This interview has been edited for clarity.

I got on TikTok because… I have teenage daughters and they said, “You should be making TikTok videos.” I’ve been making videos since I was 14, on VHS tape and things like that. I started making coffee videos on TikTok and I was like, “That’s my day job. It’s boring.” I started to be more focused and more intentional.

Having run coffee shops for 20 years… I’ve learned there’s this interesting relationship between what do people want—and what are you giving them? It’s always been an interesting idea for me and Trish: Instead of trying to figure out what our coffee philosophy and coffee profile and aesthetic was going to be, what if we started with the question: “What do people want when they want coffee?” Not: “What are they asking for?” Not: “What do they say they want?”

When I first opened my first coffee shop in 2002… I remember spending extra energy trying to make my mom an extra good latte. After she left I was reflecting: Why did I make it special for her—like, doesn’t everyone deserve that amount of care? Though capitalism and commerce has commodified the gesture, giving someone something to eat or drink really is an act of love at the core.

Your Korean Dad came from… realizing that the viewer should be the main character. I’m Korean, I’m a dad, and like a lot of dads, I’m trying to wrap my brain around what being a dad means. But the “your” is maybe the most important part—that I’m offering myself up to the viewer in that way. When you say you’re so-and-so’s dad, you’re subordinate in the narrative.

The first Korean Dad video to blow up was… a trip to Walgreens to get snacks. It was really unexpected, and in fact, to be honest, a little jarring at first. That’s when I was getting duets of kids crying, watching my video. There are a lot of tears involved from the audience when they’re engaging with me.

People have emotional relationships with food… especially when it comes to parents. With dads, we’re talking about one person—sometimes two or three—for any individual, so the make-or-break element of that relationship is heartbreaking. Even when the relationship goes well, it can be bittersweet. When it’s a failure or when there’s pain and trauma mixed in, it’s a lot for a person.

I think about what healthy really means… in a way that is centering the kid. For me it’s ultimately about what’s healthy psychologically and emotionally, as well as physically. I almost make certain messages incidental: “No, you don’t have to finish the hot dog,” and then I try to move on. The idea of “finish your plate” is such a fraught topic, from an individual’s relationship to food going all the way to their relationships with family and culture.

The mundaneness is the profound part… for a lot of people. I made a second Walgreens video and it was to go get tampons, with the idea that it was no big deal for a dad. I’m trying to find opportunities to model behavior that’s going to mean something to people and actually make a statement, even if it’s a little bit more covert than overt.

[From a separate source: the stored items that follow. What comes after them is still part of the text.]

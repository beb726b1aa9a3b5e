//! SLCAN receive monitor
//!
//! Opens the adapter with no periodic frames configured and reports what
//! arrives on the bus for 10 seconds: per-id frame counts, the decoded VCU
//! status and the serial load.
//!
//! Usage: `cargo run --example slcan_monitor -- [port] [baud]`

use setu_can::config::BridgeConfig;
use setu_can::{LinkIo, SharedContext, SlcanLink};
use std::sync::Arc;
use std::time::{Duration, Instant};

fn main() -> Result<(), Box<dyn std::error::Error>> {
    env_logger::Builder::from_default_env()
        .filter_level(log::LevelFilter::Info)
        .init();

    let args: Vec<String> = std::env::args().collect();
    let mut config = BridgeConfig::default();
    if let Some(port) = args.get(1) {
        config.serial.port = port.clone();
    }
    if let Some(baud) = args.get(2) {
        config.serial.baud_rate = baud.parse()?;
    }
    config.can.periodic_frames.clear();

    let validated = config.validated();
    log::info!("=== SLCAN Monitor ===");
    log::info!("{}", validated.describe());

    let ctx = Arc::new(SharedContext::new());
    let io = LinkIo::serial(&validated.port, validated.link.baud_rate)?;
    let link = SlcanLink::connect(io, validated.link.clone(), Arc::clone(&ctx))?;
    log::info!(
        "Adapter version: {}",
        link.adapter_version().as_deref().unwrap_or("-")
    );

    let start = Instant::now();
    let mut last_mission = ctx.mission();
    let mut last_report = Instant::now();

    while start.elapsed() < Duration::from_secs(10) && link.is_connected() {
        std::thread::sleep(Duration::from_millis(20));

        let mission = ctx.mission();
        if mission != last_mission {
            println!(
                "[{:>6}ms] VCU status: handshake={} go={} AS={} AMI={}",
                start.elapsed().as_millis(),
                mission.handshake,
                mission.go_signal,
                mission.as_state,
                mission.ami_state
            );
            last_mission = mission;
        }

        if last_report.elapsed() >= Duration::from_secs(1) {
            let counts: Vec<String> = ctx
                .telemetry
                .rx_counts()
                .iter()
                .map(|(id, n)| format!("0x{:03X}={}", id, n))
                .collect();
            println!(
                "[{:>6}ms] rx {} frames [{}] load {}",
                start.elapsed().as_millis(),
                ctx.telemetry.rx_total(),
                counts.join(" "),
                ctx.telemetry.load_meter.sample(validated.link.baud_rate)
            );
            last_report = Instant::now();
        }
    }

    if let Some(record) = ctx.telemetry.last_rx() {
        println!("Last frame: {}", record.frame);
    }
    link.disconnect("monitor finished", true);
    Ok(())
}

Managing young 20-somethings in coffee shops… has helped me sharpen my parenting style. I think I’m a good dad; my kids seem to think so. We don’t have the kind of bickering relationship that some kids have with their parents. They’re never like, “I hate you.” We’ve never had a fight. Sometimes it’s creepily too perfect.

My number-one job as a parent, and, for that matter, as a manager is… to always build trust and to never break trust. Once you break it, you can’t really put it back together the same way. But that can also get you almost like a turtle in a shell: afraid to do anything in case you mess up. There’s this meekness and this hesitancy that comes with that, and I know that’s not being a good dad. One of the things that I want to be able to do is challenge people, but in a way they’re totally capable of being challenged.